- Data to use -

//! Resolution of the account → property → view hierarchy.

use std::fmt;
use std::str::FromStr;
use std::sync::Arc;

use tracing::debug;

use crate::client::{list_items, ServiceCall};
use crate::error::{ReportError, Result};
use crate::ids::validate_id;
use crate::models::HierarchyEntry;

/// A level of the reporting hierarchy.
#[derive(Debug, Clone, Copy, PartialEq, Eq)]
pub enum HierarchyLevel {
    Account,
    Property,
    View,
}

impl fmt::Display for HierarchyLevel {
    fn fmt(&self, f: &mut fmt::Formatter<'_>) -> fmt::Result {
        f.write_str(match self {
            HierarchyLevel::Account => "account",
            HierarchyLevel::Property => "property",
            HierarchyLevel::View => "view",
        })
    }
}

/// A fully specified reporting view.
#[derive(Debug, Clone, PartialEq, Eq, Hash)]
pub struct ResourceRef {
    account_id: String,
    web_property_id: String,
    profile_id: String,
}

impl ResourceRef {
    /// Create a reference, checking that every component is a usable ID.
    pub fn new(
        account_id: impl Into<String>,
        web_property_id: impl Into<String>,
        profile_id: impl Into<String>,
    ) -> Result<Self> {
        let account_id = account_id.into();
        let web_property_id = web_property_id.into();
        let profile_id = profile_id.into();

        validate_id("account", &account_id)?;
        validate_id("property", &web_property_id)?;
        validate_id("view", &profile_id)?;

        Ok(Self {
            account_id,
            web_property_id,
            profile_id,
        })
    }

    pub fn account_id(&self) -> &str {
        &self.account_id
    }

    pub fn web_property_id(&self) -> &str {
        &self.web_property_id
    }

    pub fn profile_id(&self) -> &str {
        &self.profile_id
    }

    /// Management API path of the view.
    pub fn profile_path(&self) -> String {
        format!(
            "management/accounts/{}/webproperties/{}/profiles/{}",
            self.account_id, self.web_property_id, self.profile_id
        )
    }

    /// Management API path of the view's unsampled reports.
    pub fn reports_path(&self) -> String {
        format!("{}/unsampledReports", self.profile_path())
    }

    /// Management API path of one unsampled report.
    pub fn report_path(&self, report_id: &str) -> Result<String> {
        let report_id = validate_id("report", report_id)?;
        Ok(format!("{}/{}", self.reports_path(), report_id))
    }

    /// Table ID for the Core Reporting API.
    pub fn ga_ids(&self) -> String {
        format!("ga:{}", self.profile_id)
    }
}

impl fmt::Display for ResourceRef {
    fn fmt(&self, f: &mut fmt::Formatter<'_>) -> fmt::Result {
        write!(
            f,
            "{}/{}/{}",
            self.account_id, self.web_property_id, self.profile_id
        )
    }
}

/// A view reference with optional components.
#[derive(Debug, Clone, Default, PartialEq, Eq)]
pub struct PartialRef {
    pub account_id: Option<String>,
    pub web_property_id: Option<String>,
    pub profile_id: Option<String>,
}

/// How one entry is chosen from a hierarchy listing.
#[derive(Clone, Default)]
pub enum Pick {
    /// The first entry in server order.
    #[default]
    First,
    /// The entry at a zero-based position.
    Index(usize),
    /// The entry whose ID or name equals the given value.
    Named(String),
    /// The first entry accepted by the predicate.
    Matching(Arc<dyn Fn(&HierarchyEntry) -> bool + Send + Sync>),
}

impl fmt::Debug for Pick {
    fn fmt(&self, f: &mut fmt::Formatter<'_>) -> fmt::Result {
        match self {
            Pick::First => f.write_str("First"),
            Pick::Index(i) => f.debug_tuple("Index").field(i).finish(),
            Pick::Named(name) => f.debug_tuple("Named").field(name).finish(),
            Pick::Matching(_) => f.write_str("Matching(..)"),
        }
    }
}

impl Pick {
    /// Build a predicate pick.
    pub fn matching<F>(predicate: F) -> Self
    where
        F: Fn(&HierarchyEntry) -> bool + Send + Sync + 'static,
    {
        Pick::Matching(Arc::new(predicate))
    }

    pub fn choose<'a>(&self, entries: &'a [HierarchyEntry]) -> Option<&'a HierarchyEntry> {
        match self {
            Pick::First => entries.first(),
            Pick::Index(index) => entries.get(*index),
            Pick::Named(value) => entries
                .iter()
                .find(|e| e.id == *value || e.name.as_deref() == Some(value.as_str())),
            Pick::Matching(predicate) => entries.iter().find(|e| predicate(e)),
        }
    }
}

impl FromStr for Pick {
    type Err = String;

    /// Parse `first`, a zero-based index, or `name:<value>`.
    fn from_str(s: &str) -> std::result::Result<Self, Self::Err> {
        if s.eq_ignore_ascii_case("first") {
            return Ok(Pick::First);
        }
        if let Some(name) = s.strip_prefix("name:") {
            if name.is_empty() {
                return Err("`name:` needs a value".to_string());
            }
            return Ok(Pick::Named(name.to_string()));
        }
        s.parse::<usize>()
            .map(Pick::Index)
            .map_err(|_| format!("expected `first`, an index or `name:<value>`, got {:?}", s))
    }
}

/// Selection strategy for each hierarchy level.
#[derive(Debug, Clone, Default)]
pub struct Selection {
    pub account: Pick,
    pub property: Pick,
    pub view: Pick,
}

impl Selection {
    /// Use the same pick at every level.
    pub fn uniform(pick: Pick) -> Self {
        Self {
            account: pick.clone(),
            property: pick.clone(),
            view: pick,
        }
    }
}

async fn pick_entry<S: ServiceCall>(
    service: &S,
    path: &str,
    level: HierarchyLevel,
    pick: &Pick,
) -> Result<String> {
    let entries: Vec<HierarchyEntry> = list_items(service, path).await?;
    let chosen = pick
        .choose(&entries)
        .ok_or(ReportError::NotFound { level })?;
    debug!(%level, id = %chosen.id, candidates = entries.len(), "selected hierarchy entry");
    Ok(chosen.id.clone())
}

/// Resolve the default view by descending from the accounts list.
pub async fn resolve_default_view<S: ServiceCall>(
    service: &S,
    selection: &Selection,
) -> Result<ResourceRef> {
    resolve(service, &PartialRef::default(), selection).await
}

/// Fill the missing components of `partial` by walking the hierarchy.
///
/// Components that are already present are used as given and their level is not listed.
pub async fn resolve<S: ServiceCall>(
    service: &S,
    partial: &PartialRef,
    selection: &Selection,
) -> Result<ResourceRef> {
    let account_id = match &partial.account_id {
        Some(id) => id.clone(),
        None => {
            pick_entry(
                service,
                "management/accounts",
                HierarchyLevel::Account,
                &selection.account,
            )
            .await?
        }
    };

    let web_property_id = match &partial.web_property_id {
        Some(id) => id.clone(),
        None => {
            let path = format!(
                "management/accounts/{}/webproperties",
                validate_id("account", &account_id)?
            );
            pick_entry(service, &path, HierarchyLevel::Property, &selection.property).await?
        }
    };

    let profile_id = match &partial.profile_id {
        Some(id) => id.clone(),
        None => {
            let path = format!(
                "management/accounts/{}/webproperties/{}/profiles",
                validate_id("account", &account_id)?,
                validate_id("property", &web_property_id)?
            );
            pick_entry(service, &path, HierarchyLevel::View, &selection.view).await?
        }
    };

    ResourceRef::new(account_id, web_property_id, profile_id)
}
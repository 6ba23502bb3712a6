//! Identifier validation and extraction.

use regex::Regex;
use std::sync::LazyLock;

use crate::error::{ReportError, Result};

static FILE_URL_REGEX: LazyLock<Regex> = LazyLock::new(|| {
    Regex::new(r"^https?://(?:drive|docs)\.google\.com/(?:file|spreadsheets|document)/d/([a-zA-Z0-9_-]+)")
        .expect("Invalid file URL regex")
});

static OPEN_URL_REGEX: LazyLock<Regex> = LazyLock::new(|| {
    Regex::new(r"^https?://drive\.google\.com/open\?id=([a-zA-Z0-9_-]+)")
        .expect("Invalid open URL regex")
});

/// Account, property, view, report and file IDs (e.g. `296593`, `UA-296593-56`).
static ID_REGEX: LazyLock<Regex> =
    LazyLock::new(|| Regex::new(r"^[a-zA-Z0-9_.~-]+$").expect("Invalid ID regex"));

/// Editor-native Drive documents with no binary content.
static NATIVE_DOCUMENT_REGEX: LazyLock<Regex> =
    LazyLock::new(|| Regex::new(r"google-apps").expect("Invalid mime type regex"));

/// Check that `value` can be placed in a resource path.
///
/// `kind` names the identifier in the error message.
pub fn validate_id<'a>(kind: &str, value: &'a str) -> Result<&'a str> {
    if ID_REGEX.is_match(value) {
        Ok(value)
    } else {
        Err(ReportError::QueryConstruction(format!(
            "invalid {} id: {:?}",
            kind, value
        )))
    }
}

/// Extract a Google Drive file ID from a URL or validate a raw ID.
///
/// Supports the following formats:
/// - `https://drive.google.com/file/d/<ID>/view`
/// - `https://docs.google.com/spreadsheets/d/<ID>/edit`
/// - `https://drive.google.com/open?id=<ID>`
/// - Raw ID string
///
/// # Examples
///
/// ```
/// use ga_reports::ids::extract_file_id;
///
/// let id = extract_file_id("https://drive.google.com/file/d/1abc123/view").unwrap();
/// assert_eq!(id, "1abc123");
///
/// let id = extract_file_id("1abc123").unwrap();
/// assert_eq!(id, "1abc123");
/// ```
pub fn extract_file_id(url_or_id: &str) -> Result<String> {
    let trimmed = url_or_id.trim();

    for regex in [&*FILE_URL_REGEX, &*OPEN_URL_REGEX] {
        if let Some(id) = regex.captures(trimmed).and_then(|c| c.get(1)) {
            return Ok(id.as_str().to_string());
        }
    }

    validate_id("file", trimmed).map(str::to_string)
}

/// Whether a Drive mime type marks an editor-native document.
pub fn is_native_document(mime_type: &str) -> bool {
    NATIVE_DOCUMENT_REGEX.is_match(mime_type)
}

- Work instruction -
Scan the entries above, and wherever a line holds the string "reference", copy it.

- Result of the task -
    /// Create a reference, checking that every component is a usable ID.
/// A view reference with optional components.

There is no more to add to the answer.